McDermott served in senior roles on ALP policy committees, election campaigns, state and federal government committees. He was elected as a rank-and file representative for Western Sydney to the NSW Labor State Policy forum, Co-chair of the NSW Safer Communities Commission and President of the NSW Society of Labor Lawyers. He is a member of the dominant Centre-Unity faction of NSW Labor.

McDermott was the Labor's sixth New South Wales candidate on the ballot for the Senate at the 2010 federal election.

In October 2014, McDermott defeated the former Labor member for Smithfield Ninos Khoshaba in a preselection ballot for the newly created seat of Prospect 76 votes to 23. He went on to win the seat of Prospect by a swing of 4.9 points.

== Controversy ==
Staff working within McDermott's electorate office were, in November 2015, found by the Labor Party's internal review tribunal to have engaged in "serious misconduct" by stacking branches with false members in the catchment area of McDermott's state electorate.

In June 2016, McDermott was accused by Liberal Minister David Elliott of fabricating aspects of his military service and misleading the Parliament about his level of promotion within the Army Reserves. In addition to this, he was photographed wearing a medal that was never issued during his time of service, and claimed it as his own. He would later apologise for the misuse of the medal, but would not clarify from where he got it.
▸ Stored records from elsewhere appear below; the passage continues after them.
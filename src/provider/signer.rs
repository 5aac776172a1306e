//! Local transaction signing
//!
//! Used by [`super::http::HttpProvider`] when a service key (not a browser wallet)
//! signs transactions, e.g. the gateway or integration environments.

use super::abi::keccak256;
use crate::{PaymentError, Result};
use ethereum_types::{Address, H256, U256};
use k256::ecdsa::{SigningKey, VerifyingKey};
use rlp::RlpStream;
use secp256k1::{Message, SecretKey, SECP256K1};

/// Legacy (type 0) transaction with EIP-155 replay protection
#[derive(Debug, Clone, PartialEq, Eq)]
pub struct LegacyTransaction {
    pub nonce: U256,
    pub gas_price: U256,
    pub gas: U256,
    pub to: Option<Address>,
    pub value: U256,
    pub data: Vec<u8>,
    pub chain_id: u64,
}

impl LegacyTransaction {
    /// Keccak hash of the EIP-155 signing payload
    pub fn signing_hash(&self) -> H256 {
        let mut stream = RlpStream::new_list(9);
        self.append_fields(&mut stream);
        stream.append(&trim_u256(U256::from(self.chain_id)));
        stream.append(&Vec::<u8>::new());
        stream.append(&Vec::<u8>::new());
        H256::from(keccak256(&stream.out()))
    }

    fn append_fields(&self, stream: &mut RlpStream) {
        stream.append(&trim_u256(self.nonce));
        stream.append(&trim_u256(self.gas_price));
        stream.append(&trim_u256(self.gas));
        stream.append(&self.to.map(|to| to.as_bytes().to_vec()).unwrap_or_default());
        stream.append(&trim_u256(self.value));
        stream.append(&self.data);
    }
}

/// Private-key signer
#[derive(Clone)]
pub struct LocalSigner {
    secret: SecretKey,
    address: Address,
}

impl std::fmt::Debug for LocalSigner {
    fn fmt(&self, f: &mut std::fmt::Formatter<'_>) -> std::fmt::Result {
        f.debug_struct("LocalSigner")
            .field("address", &self.address)
            .field("secret", &"<redacted>")
            .finish()
    }
}

impl LocalSigner {
    /// Create a signer from a hex private key
    pub fn from_private_key(private_key: &str) -> Result<Self> {
        let bytes = hex::decode(private_key.trim().trim_start_matches("0x"))
            .map_err(|_| PaymentError::config("Invalid hex private key"))?;
        Self::from_bytes(&bytes)
    }

    /// Create a signer with a freshly generated key
    pub fn random() -> Self {
        use rand::RngCore;
        loop {
            let mut bytes = [0u8; 32];
            rand::thread_rng().fill_bytes(&mut bytes);
            if let Ok(signer) = Self::from_bytes(&bytes) {
                return signer;
            }
        }
    }

    fn from_bytes(bytes: &[u8]) -> Result<Self> {
        let secret =
            SecretKey::from_slice(bytes).map_err(|_| PaymentError::config("Invalid private key"))?;
        let signing_key =
            SigningKey::from_slice(bytes).map_err(|_| PaymentError::config("Invalid private key"))?;
        let address = address_from_verifying_key(signing_key.verifying_key());
        Ok(Self { secret, address })
    }

    /// Address controlled by this key
    pub fn address(&self) -> Address {
        self.address
    }

    /// Sign a 32-byte digest, returning the recovery id and compact `r || s`
    pub fn sign_hash(&self, hash: H256) -> Result<(i32, [u8; 64])> {
        let message = Message::from_digest_slice(hash.as_bytes())
            .map_err(|_| PaymentError::rpc("Invalid message hash"))?;
        let signature = SECP256K1.sign_ecdsa_recoverable(&message, &self.secret);
        let (recovery_id, compact) = signature.serialize_compact();
        Ok((recovery_id.to_i32(), compact))
    }

    /// Sign a transaction and return the raw RLP bytes for `eth_sendRawTransaction`
    pub fn sign_transaction(&self, tx: &LegacyTransaction) -> Result<Vec<u8>> {
        let (recovery_id, compact) = self.sign_hash(tx.signing_hash())?;
        let v = tx.chain_id * 2 + 35 + recovery_id as u64;

        let mut stream = RlpStream::new_list(9);
        tx.append_fields(&mut stream);
        stream.append(&trim_u256(U256::from(v)));
        stream.append(&trim_bytes(&compact[..32]));
        stream.append(&trim_bytes(&compact[32..]));
        Ok(stream.out().to_vec())
    }
}

/// Ethereum address of a public key
fn address_from_verifying_key(key: &VerifyingKey) -> Address {
    let point = key.to_encoded_point(false);
    // skip the 0x04 uncompressed marker
    let hash = keccak256(&point.as_bytes()[1..]);
    Address::from_slice(&hash[12..])
}

fn trim_u256(value: U256) -> Vec<u8> {
    let mut buf = [0u8; 32];
    value.to_big_endian(&mut buf);
    trim_bytes(&buf)
}

fn trim_bytes(bytes: &[u8]) -> Vec<u8> {
    let first = bytes.iter().position(|b| *b != 0).unwrap_or(bytes.len());
    bytes[first..].to_vec()
}

#[cfg(test)]
mod tests {
    use super::*;
    use crate::types::format_address;
    use std::str::FromStr;

    fn eip155_example() -> LegacyTransaction {
        LegacyTransaction {
            nonce: U256::from(9),
            gas_price: U256::from(20_000_000_000u64),
            gas: U256::from(21_000),
            to: Some(Address::from_str("0x3535353535353535353535353535353535353535").unwrap()),
            value: U256::exp10(18),
            data: Vec::new(),
            chain_id: 1,
        }
    }

    #[test]
    fn test_address_derivation() {
        let signer = LocalSigner::from_private_key(
            "0x4c0883a69102937d6231471b5dbb6204fe5129617082792ae468d01a3f362318",
        )
        .unwrap();
        assert_eq!(
            format_address(&signer.address()),
            "0x2c7536e3605d9c16a7a3d7b1898e529396a65c23"
        );
    }

    #[test]
    fn test_eip155_signing_hash() {
        assert_eq!(
            format!("{:?}", eip155_example().signing_hash()),
            "0xdaf5a779ae972f972197303d7b574746c7ef83eadac0f2791ad23db92e4c8e53"
        );
    }

    #[test]
    fn test_eip155_signed_transaction() {
        let signer = LocalSigner::from_private_key(
            "4646464646464646464646464646464646464646464646464646464646464646",
        )
        .unwrap();
        let raw = signer.sign_transaction(&eip155_example()).unwrap();
        assert_eq!(
            hex::encode(raw),
            "f86c098504a817c800825208943535353535353535353535353535353535353535880de0b6b3a76400008025a028ef61340bd939bc2195fe537567866003e1a15d3c71ff63e1590620aa636276a067cbe9d8997f761aecb703304b3800ccf555c9f3dc64214b297fb1966a3b6d83"
        );
    }

    #[test]
    fn test_invalid_keys() {
        assert!(LocalSigner::from_private_key("not hex").is_err());
        assert!(LocalSigner::from_private_key("0x00").is_err());
        let random = LocalSigner::random();
        assert!(!random.address().is_zero());
        assert!(format!("{:?}", random).contains("<redacted>"));
    }
}
//! Provider pinned to a forced network
//!
//! Reads go to a dedicated endpoint for the target network; account and signing
//! requests go to the wallet session with the target `chainId` stamped on every
//! transaction. The wallet is never asked to switch chains.

use super::{Eip1193Provider, ProviderError};
use async_trait::async_trait;
use serde_json::{json, Value};
use std::sync::Arc;

const WALLET_METHODS: &[&str] = &[
    "eth_accounts",
    "eth_requestAccounts",
    "eth_sendTransaction",
    "eth_sign",
    "personal_sign",
    "eth_signTypedData_v4",
];

/// Reads from `read`, signs through `wallet`
pub struct WalletRoutedProvider {
    read: Arc<dyn Eip1193Provider>,
    wallet: Arc<dyn Eip1193Provider>,
    chain_id: u64,
}

impl WalletRoutedProvider {
    pub fn new(
        read: Arc<dyn Eip1193Provider>,
        wallet: Arc<dyn Eip1193Provider>,
        chain_id: u64,
    ) -> Self {
        Self {
            read,
            wallet,
            chain_id,
        }
    }

    /// Target chain
    pub fn chain_id(&self) -> u64 {
        self.chain_id
    }
}

#[async_trait]
impl Eip1193Provider for WalletRoutedProvider {
    async fn request(&self, method: &str, params: Value) -> Result<Value, ProviderError> {
        if method == "eth_chainId" {
            return Ok(json!(format!("0x{:x}", self.chain_id)));
        }
        if !WALLET_METHODS.contains(&method) {
            return self.read.request(method, params).await;
        }

        let mut params = params;
        if method == "eth_sendTransaction" {
            if let Some(tx) = params.get_mut(0).and_then(Value::as_object_mut) {
                tx.insert(
                    "chainId".to_string(),
                    json!(format!("0x{:x}", self.chain_id)),
                );
            }
        }
        tracing::debug!(method, chain_id = self.chain_id, "Routing to wallet");
        self.wallet.request(method, params).await
    }

    fn label(&self) -> String {
        format!("{} via {}", self.read.label(), self.wallet.label())
    }
}

#[cfg(test)]
mod tests {
    use super::*;
    use crate::provider::mock::MockProvider;
    use ethereum_types::Address;

    #[tokio::test]
    async fn test_routing() {
        let account = Address::from_low_u64_be(7);
        let read = Arc::new(MockProvider::new(137, account).with_label("polygon-rpc"));
        let wallet = Arc::new(MockProvider::new(97, account).with_label("walletconnect"));
        let routed = WalletRoutedProvider::new(read.clone(), wallet.clone(), 137);

        assert_eq!(routed.request("eth_chainId", json!([])).await.unwrap(), json!("0x89"));
        routed.request("eth_getBalance", json!(["0x0", "latest"])).await.unwrap();
        routed
            .request(
                "eth_sendTransaction",
                json!([{"to": "0x0000000000000000000000000000000000000001"}]),
            )
            .await
            .unwrap();

        assert_eq!(read.methods(), vec!["eth_getBalance"]);
        assert_eq!(wallet.methods(), vec!["eth_sendTransaction"]);
        assert_eq!(wallet.sent()[0]["chainId"], "0x89");
        assert_eq!(wallet.count("wallet_switchEthereumChain"), 0);
        assert_eq!(routed.label(), "polygon-rpc via walletconnect");
    }
}
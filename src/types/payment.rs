//! Payment-related types

use super::fees::DistributionSnapshot;
use chrono::{DateTime, Utc};
use rust_decimal::Decimal;
use serde::{Deserialize, Serialize};

/// How a payment is settled on chain
#[derive(Debug, Clone, PartialEq, Eq, Serialize, Deserialize)]
#[serde(tag = "kind", rename_all = "camelCase")]
pub enum CurrencyKind {
    /// The network's native currency
    Native,
    /// An ERC-20 token identified by symbol (e.g. `USDT`)
    Erc20 { symbol: String },
}

impl CurrencyKind {
    /// ERC-20 payment in USDT
    pub fn usdt() -> Self {
        CurrencyKind::Erc20 {
            symbol: super::constants::tokens::USDT.to_string(),
        }
    }

    /// Whether this is a native-currency payment
    pub fn is_native(&self) -> bool {
        matches!(self, CurrencyKind::Native)
    }
}

/// A request to pay for a plan or job
#[derive(Debug, Clone, Serialize, Deserialize)]
#[serde(rename_all = "camelCase")]
pub struct PaymentRequest {
    /// Plan being purchased
    pub plan_id: String,
    /// Paying company (or user) id
    pub payer_id: String,
    /// Job listing unlocked by the payment, if any
    #[serde(skip_serializing_if = "Option::is_none")]
    pub job_id: Option<String>,
    /// Amount in human units (e.g. `12.5` USDT)
    pub amount: Decimal,
    /// Currency code the plan is priced in
    pub currency_code: String,
    /// Settlement currency
    pub currency: CurrencyKind,
    /// Network the payment must target regardless of the wallet's chain
    #[serde(skip_serializing_if = "Option::is_none")]
    pub forced_network: Option<String>,
    /// Recipient for contracts exposing the recipient-based entry point
    #[serde(skip_serializing_if = "Option::is_none")]
    pub recipient: Option<String>,
}

impl PaymentRequest {
    /// Create a native-currency payment request
    pub fn native(
        plan_id: impl Into<String>,
        payer_id: impl Into<String>,
        amount: Decimal,
        currency_code: impl Into<String>,
    ) -> Self {
        Self {
            plan_id: plan_id.into(),
            payer_id: payer_id.into(),
            job_id: None,
            amount,
            currency_code: currency_code.into(),
            currency: CurrencyKind::Native,
            forced_network: None,
            recipient: None,
        }
    }

    /// Create a USDT payment request
    pub fn usdt(plan_id: impl Into<String>, payer_id: impl Into<String>, amount: Decimal) -> Self {
        Self {
            plan_id: plan_id.into(),
            payer_id: payer_id.into(),
            job_id: None,
            amount,
            currency_code: super::constants::tokens::USDT.to_string(),
            currency: CurrencyKind::usdt(),
            forced_network: None,
            recipient: None,
        }
    }

    /// Set the job unlocked by this payment
    pub fn with_job_id(mut self, job_id: impl Into<String>) -> Self {
        self.job_id = Some(job_id.into());
        self
    }

    /// Force a target network
    pub fn with_forced_network(mut self, network: impl Into<String>) -> Self {
        self.forced_network = Some(network.into());
        self
    }

    /// Set the recipient used by the legacy entry point
    pub fn with_recipient(mut self, recipient: impl Into<String>) -> Self {
        self.recipient = Some(recipient.into());
        self
    }
}

/// Lifecycle of a recorded payment
#[derive(Debug, Clone, Copy, PartialEq, Eq, Serialize, Deserialize)]
#[serde(rename_all = "lowercase")]
pub enum PaymentStatus {
    Pending,
    Confirmed,
    Failed,
    Expired,
}

impl PaymentStatus {
    /// Confirmed and failed records never change again
    pub fn is_terminal(&self) -> bool {
        matches!(self, PaymentStatus::Confirmed | PaymentStatus::Failed)
    }
}

/// System-of-record entry for a submitted payment
#[derive(Debug, Clone, PartialEq, Serialize, Deserialize)]
#[serde(rename_all = "camelCase")]
pub struct PaymentTransactionRecord {
    pub id: String,
    pub plan_id: String,
    pub payer_id: String,
    #[serde(skip_serializing_if = "Option::is_none")]
    pub job_id: Option<String>,
    /// Amount in human units
    pub amount: String,
    pub currency_code: String,
    pub network_key: String,
    pub contract_address: String,
    pub payer_address: String,
    pub status: PaymentStatus,
    pub transaction_hash: String,
    #[serde(skip_serializing_if = "Option::is_none")]
    pub block_number: Option<u64>,
    #[serde(skip_serializing_if = "Option::is_none")]
    pub distribution: Option<DistributionSnapshot>,
    pub created_at: DateTime<Utc>,
    pub updated_at: DateTime<Utc>,
}

impl PaymentTransactionRecord {
    /// Transition to a new status; terminal records are left untouched.
    /// Returns whether the record changed.
    pub fn transition(&mut self, status: PaymentStatus, block_number: Option<u64>) -> bool {
        if self.status.is_terminal() || self.status == status {
            return false;
        }
        self.status = status;
        if block_number.is_some() {
            self.block_number = block_number;
        }
        self.updated_at = Utc::now();
        true
    }
}

/// Outcome returned to the caller of a successful payment
#[derive(Debug, Clone, PartialEq, Serialize, Deserialize)]
#[serde(rename_all = "camelCase")]
pub struct PaymentReceipt {
    pub record_id: String,
    pub transaction_hash: String,
    pub block_number: u64,
    pub network_key: String,
}

#[cfg(test)]
mod tests {
    use super::*;
    use std::str::FromStr;

    fn record(status: PaymentStatus) -> PaymentTransactionRecord {
        PaymentTransactionRecord {
            id: "rec-1".to_string(),
            plan_id: "basic".to_string(),
            payer_id: "company-1".to_string(),
            job_id: None,
            amount: "10".to_string(),
            currency_code: "USDT".to_string(),
            network_key: "polygon".to_string(),
            contract_address: "0x0000000000000000000000000000000000000001".to_string(),
            payer_address: "0x0000000000000000000000000000000000000002".to_string(),
            status,
            transaction_hash: "0xabc".to_string(),
            block_number: None,
            distribution: None,
            created_at: Utc::now(),
            updated_at: Utc::now(),
        }
    }

    #[test]
    fn test_status_transitions() {
        let mut rec = record(PaymentStatus::Pending);
        assert!(rec.transition(PaymentStatus::Confirmed, Some(42)));
        assert_eq!(rec.block_number, Some(42));
        assert!(!rec.transition(PaymentStatus::Failed, None));
        assert_eq!(rec.status, PaymentStatus::Confirmed);

        let mut expired = record(PaymentStatus::Expired);
        assert!(expired.transition(PaymentStatus::Confirmed, Some(7)));
    }

    #[test]
    fn test_request_builders() {
        let request = PaymentRequest::usdt("pro", "company-9", Decimal::from_str("25").unwrap())
            .with_job_id("job-3")
            .with_forced_network("polygon");
        assert_eq!(request.currency, CurrencyKind::usdt());
        assert_eq!(request.currency_code, "USDT");
        assert_eq!(request.job_id.as_deref(), Some("job-3"));
        assert_eq!(request.forced_network.as_deref(), Some("polygon"));

        let json = serde_json::to_value(&request).unwrap();
        assert_eq!(json["currency"]["kind"], "erc20");
        assert_eq!(json["currency"]["symbol"], "USDT");
        assert!(json.get("recipient").is_none());
    }

    #[test]
    fn test_record_serialization() {
        let json = serde_json::to_value(record(PaymentStatus::Pending)).unwrap();
        assert_eq!(json["status"], "pending");
        assert_eq!(json["transactionHash"], "0xabc");
        assert!(json.get("blockNumber").is_none());
    }
}
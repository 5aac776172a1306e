//! Service configuration

use crate::provider::http::DEFAULT_RPC_TIMEOUT;
use crate::resolver::DEFAULT_CACHE_TTL;
use crate::session::SessionConfig;
use crate::store::FirestoreConfig;
use crate::transactions::ConfirmPolicy;
use crate::{PaymentError, Result};
use std::net::SocketAddr;
use std::str::FromStr;
use std::time::Duration;

/// Default gateway listen address
pub const DEFAULT_BIND_ADDRESS: &str = "0.0.0.0:3000";

/// Timeouts, retry policy and backend settings for the payment services
#[derive(Debug, Clone)]
pub struct PaymentsConfig {
    /// How long resolved contract addresses are reused before refetching
    pub cache_ttl: Duration,
    /// Client-side wait for a payment confirmation
    pub payment_timeout: Duration,
    /// Wait for a token's `decimals()` before assuming 6
    pub token_decimals_timeout: Duration,
    /// Chain detection attempts after connecting
    pub chain_detect_attempts: u32,
    /// Chain detection backoff unit
    pub chain_detect_backoff: Duration,
    /// Receipt polling interval
    pub receipt_poll_interval: Duration,
    /// Age after which an unconfirmed payment is marked expired
    pub payment_expiry: Duration,
    /// How long after creation an expired payment is still checked for a late receipt
    pub expired_recheck_window: Duration,
    /// Per-request timeout of dedicated RPC providers
    pub rpc_timeout: Duration,
    /// Remote store; in-memory when absent
    pub firestore: Option<FirestoreConfig>,
    /// Gateway listen address
    pub bind_address: String,
}

impl Default for PaymentsConfig {
    fn default() -> Self {
        Self {
            cache_ttl: DEFAULT_CACHE_TTL,
            payment_timeout: Duration::from_secs(90),
            token_decimals_timeout: Duration::from_millis(6000),
            chain_detect_attempts: 3,
            chain_detect_backoff: Duration::from_secs(1),
            receipt_poll_interval: Duration::from_millis(1500),
            payment_expiry: Duration::from_secs(1800),
            expired_recheck_window: Duration::from_secs(24 * 3600),
            rpc_timeout: DEFAULT_RPC_TIMEOUT,
            firestore: None,
            bind_address: DEFAULT_BIND_ADDRESS.to_string(),
        }
    }
}

impl PaymentsConfig {
    /// Create a config with defaults
    pub fn new() -> Self {
        Self::default()
    }

    /// Set the contract cache refresh window
    pub fn with_cache_ttl(mut self, ttl: Duration) -> Self {
        self.cache_ttl = ttl;
        self
    }

    /// Set the payment confirmation timeout
    pub fn with_payment_timeout(mut self, timeout: Duration) -> Self {
        self.payment_timeout = timeout;
        self
    }

    /// Set the token decimals timeout
    pub fn with_token_decimals_timeout(mut self, timeout: Duration) -> Self {
        self.token_decimals_timeout = timeout;
        self
    }

    /// Set the chain detection retry policy
    pub fn with_chain_detection(mut self, attempts: u32, backoff: Duration) -> Self {
        self.chain_detect_attempts = attempts;
        self.chain_detect_backoff = backoff;
        self
    }

    /// Set the receipt polling interval
    pub fn with_receipt_poll_interval(mut self, interval: Duration) -> Self {
        self.receipt_poll_interval = interval;
        self
    }

    /// Set the pending payment expiry
    pub fn with_payment_expiry(mut self, expiry: Duration) -> Self {
        self.payment_expiry = expiry;
        self
    }

    /// Set how long expired payments keep being rechecked
    pub fn with_expired_recheck_window(mut self, window: Duration) -> Self {
        self.expired_recheck_window = window;
        self
    }

    /// Set the RPC request timeout
    pub fn with_rpc_timeout(mut self, timeout: Duration) -> Self {
        self.rpc_timeout = timeout;
        self
    }

    /// Use Firestore as the remote store
    pub fn with_firestore(mut self, firestore: FirestoreConfig) -> Self {
        self.firestore = Some(firestore);
        self
    }

    /// Set the gateway listen address
    pub fn with_bind_address(mut self, address: impl Into<String>) -> Self {
        self.bind_address = address.into();
        self
    }

    /// Load from environment variables, falling back to defaults
    pub fn from_env() -> Result<Self> {
        Self::from_lookup(|key| std::env::var(key).ok())
    }

    /// Load from any key/value source
    pub fn from_lookup<F>(lookup: F) -> Result<Self>
    where
        F: Fn(&str) -> Option<String>,
    {
        let mut config = Self::default();

        if let Some(secs) = parse_var::<u64, _>(&lookup, "CONTRACT_CACHE_TTL_SECS")? {
            config.cache_ttl = Duration::from_secs(secs);
        }
        if let Some(secs) = parse_var::<u64, _>(&lookup, "PAYMENT_TIMEOUT_SECS")? {
            config.payment_timeout = Duration::from_secs(secs);
        }
        if let Some(ms) = parse_var::<u64, _>(&lookup, "TOKEN_DECIMALS_TIMEOUT_MS")? {
            config.token_decimals_timeout = Duration::from_millis(ms);
        }
        if let Some(attempts) = parse_var::<u32, _>(&lookup, "CHAIN_DETECT_ATTEMPTS")? {
            config.chain_detect_attempts = attempts;
        }
        if let Some(ms) = parse_var::<u64, _>(&lookup, "CHAIN_DETECT_BACKOFF_MS")? {
            config.chain_detect_backoff = Duration::from_millis(ms);
        }
        if let Some(ms) = parse_var::<u64, _>(&lookup, "RECEIPT_POLL_INTERVAL_MS")? {
            config.receipt_poll_interval = Duration::from_millis(ms);
        }
        if let Some(secs) = parse_var::<u64, _>(&lookup, "PAYMENT_EXPIRY_SECS")? {
            config.payment_expiry = Duration::from_secs(secs);
        }
        if let Some(secs) = parse_var::<u64, _>(&lookup, "EXPIRED_RECHECK_WINDOW_SECS")? {
            config.expired_recheck_window = Duration::from_secs(secs);
        }
        if let Some(secs) = parse_var::<u64, _>(&lookup, "RPC_TIMEOUT_SECS")? {
            config.rpc_timeout = Duration::from_secs(secs);
        }
        if let Some(address) = lookup("BIND_ADDRESS") {
            config.bind_address = address;
        }

        if let Some(project) = lookup("FIRESTORE_PROJECT_ID").filter(|p| !p.is_empty()) {
            let mut firestore = FirestoreConfig::new(project).with_timeout(config.rpc_timeout);
            if let Some(key) = lookup("FIRESTORE_API_KEY") {
                firestore = firestore.with_api_key(key);
            }
            if let Some(base_url) = lookup("FIRESTORE_BASE_URL") {
                firestore = firestore.with_base_url(base_url);
            }
            config.firestore = Some(firestore);
        }

        Ok(config)
    }

    /// Reject zero durations, malformed URLs and unparsable listen addresses
    pub fn validate(&self) -> Result<()> {
        let durations = [
            ("cache_ttl", self.cache_ttl),
            ("payment_timeout", self.payment_timeout),
            ("token_decimals_timeout", self.token_decimals_timeout),
            ("receipt_poll_interval", self.receipt_poll_interval),
            ("payment_expiry", self.payment_expiry),
            ("rpc_timeout", self.rpc_timeout),
        ];
        if let Some((name, _)) = durations.iter().find(|(_, d)| d.is_zero()) {
            return Err(PaymentError::config(format!("{} must be greater than zero", name)));
        }
        if self.chain_detect_attempts == 0 {
            return Err(PaymentError::config("chain_detect_attempts must be at least 1"));
        }
        if SocketAddr::from_str(&self.bind_address).is_err() {
            return Err(PaymentError::config(format!(
                "Invalid bind address: {}",
                self.bind_address
            )));
        }
        if let Some(firestore) = &self.firestore {
            firestore.validate()?;
        }
        Ok(())
    }

    /// Session manager settings
    pub fn session_config(&self) -> SessionConfig {
        SessionConfig {
            detect_attempts: self.chain_detect_attempts,
            detect_backoff: self.chain_detect_backoff,
        }
    }

    /// Confirmation settings for payment transactions
    pub fn confirm_policy(&self) -> ConfirmPolicy {
        ConfirmPolicy {
            poll_interval: self.receipt_poll_interval,
            timeout: self.payment_timeout,
        }
    }
}

fn parse_var<T, F>(lookup: &F, key: &str) -> Result<Option<T>>
where
    T: FromStr,
    F: Fn(&str) -> Option<String>,
{
    match lookup(key) {
        Some(raw) => raw
            .trim()
            .parse()
            .map(Some)
            .map_err(|_| PaymentError::config(format!("Invalid value for {}: {}", key, raw))),
        None => Ok(None),
    }
}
In March 2018, media outlets reported that McDermott has dismissed three employees in late November and that one former employee had since made allegations of sexual and verbal harassment. Nicole Scott filled a complaint with the Public Service Association of NSW and alleged that McDermott had "pressed his groin against her back and brushed past her breast" on several occasions. Regarding the level of staff dismissal, the NSW Public Service Association General Secretary that it was unusual for that many people to be dismissed from an MP's office and the matter was subsequently raised with the NSW ALP. In relation to the sexual harassment claim, an investigation was carried out by Barrister John Whelan and instituted by NSW Labor who found that there were no substance to the allegations made. McDermott addressed the allegations in a Private Members' Statement to the NSW Parliament on 15 May 2018, and at various times on social media.

In 2020, McDermott was criticised by Sri Lanka after he attended Black Tiger Day commemoration by supporters of the LTTE to honour the LTTE's first suicide bomber Vallipuram Vasanthan alias Capt. Miller.